McCarthy protested her innocence from day one. Her lawyers said the child had been “sick much of her life”.

Injuries

They argued the child had injuries dating back several weeks when McCarthy was not babysitting her, but when the infant was travelling with her mother

Nada Siddiqui

on a trip to her home country of Pakistan.

In May the prosecution's case was weakened further when the Massachusetts medical examiner decided to review all evidence in response to nine medical expert reports submitted by McCarthy's defence team questioning the cause of death.

Judge Maureen Hogan released McCarthy on bail to be held under house arrest and monitored by an electronic bracelet on her ankle in light of the medical examiner's review – described by the judge as a "rare and significant occurrence" – and revised findings by two medical expert witnesses about the child's weeks-old injuries.

In an amended ruling, the Massachusetts medical examiner Katherine Lindstrom ruled out homicide as a cause of death to reflect fresh uncertainty around the underlying health of the child.

Disease

Rehma may have had Von Willebrand disease which “could have made her prone to easy bleeding with relatively minor trauma”, she said.

“Given these uncertainties I am no longer convinced that the subdural haemorrhage [a serious head injury] in this case could only have been caused by abuse/inflicted head trauma, and I can no longer rule the manner of death as homicide,” the examiner said.

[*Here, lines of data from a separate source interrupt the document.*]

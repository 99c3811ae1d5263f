//! Error types and error handling for the lexer.
//!
//! This module defines how lexical failures are recorded and reported:
//!
//! - The taxonomy of lexical errors and their diagnostic messages
//! - The error handler that logs every failure as an error token
//! - Numbered error summaries for display
//! - Format validators for numerals and identifier prefixes
//! - Correction suggestions for common mistakes

pub mod errors;
use axum::extract::{Path, State};
use axum::{Extension, Json};
use uuid::Uuid;

use crate::auth::RequestIdentity;
use crate::database::models::TodoList;
use crate::handlers::AppState;
use crate::middleware::{ApiResponse, ApiResult};
use crate::services::{ListUpdate, NewList};

/// GET /api/todo/lists - lists owned by or shared with the caller
pub async fn lists_get(
    State(state): State<AppState>,
    Extension(identity): Extension<RequestIdentity>,
) -> ApiResult<Vec<TodoList>> {
    Ok(ApiResponse::success(state.todos.lists_for_user(&identity).await?))
}

/// POST /api/todo/list
pub async fn list_post(
    State(state): State<AppState>,
    Extension(identity): Extension<RequestIdentity>,
    Json(request): Json<NewList>,
) -> ApiResult<TodoList> {
    Ok(ApiResponse::created(state.todos.create_list(&identity, request).await?))
}

/// GET /api/todo/list/:list_id
pub async fn list_get(
    State(state): State<AppState>,
    Extension(identity): Extension<RequestIdentity>,
    Path(list_id): Path<Uuid>,
) -> ApiResult<TodoList> {
    Ok(ApiResponse::success(state.todos.get_list(&identity, list_id).await?))
}

/// PUT /api/todo/list/:list_id
pub async fn list_put(
    State(state): State<AppState>,
    Extension(identity): Extension<RequestIdentity>,
    Path(list_id): Path<Uuid>,
    Json(update): Json<ListUpdate>,
) -> ApiResult<TodoList> {
    Ok(ApiResponse::success(state.todos.update_list(&identity, list_id, update).await?))
}

/// DELETE /api/todo/list/:list_id - returns the deleted list
pub async fn list_delete(
    State(state): State<AppState>,
    Extension(identity): Extension<RequestIdentity>,
    Path(list_id): Path<Uuid>,
) -> ApiResult<TodoList> {
    Ok(ApiResponse::success(state.todos.delete_list(&identity, list_id).await?))
}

“I believe that enough evidence has been presented to raise the possibility that the bleeding could have been related to an accidental injury in a child with a bleeding risk or possibly could have even been a result of an undefined natural disease.”

McCarthy spent 27 months in jail and a further three months under house arrest.

"The life of an innocent woman was ruined," McCarthy's lawyer Melinda Thompson told US media yesterday.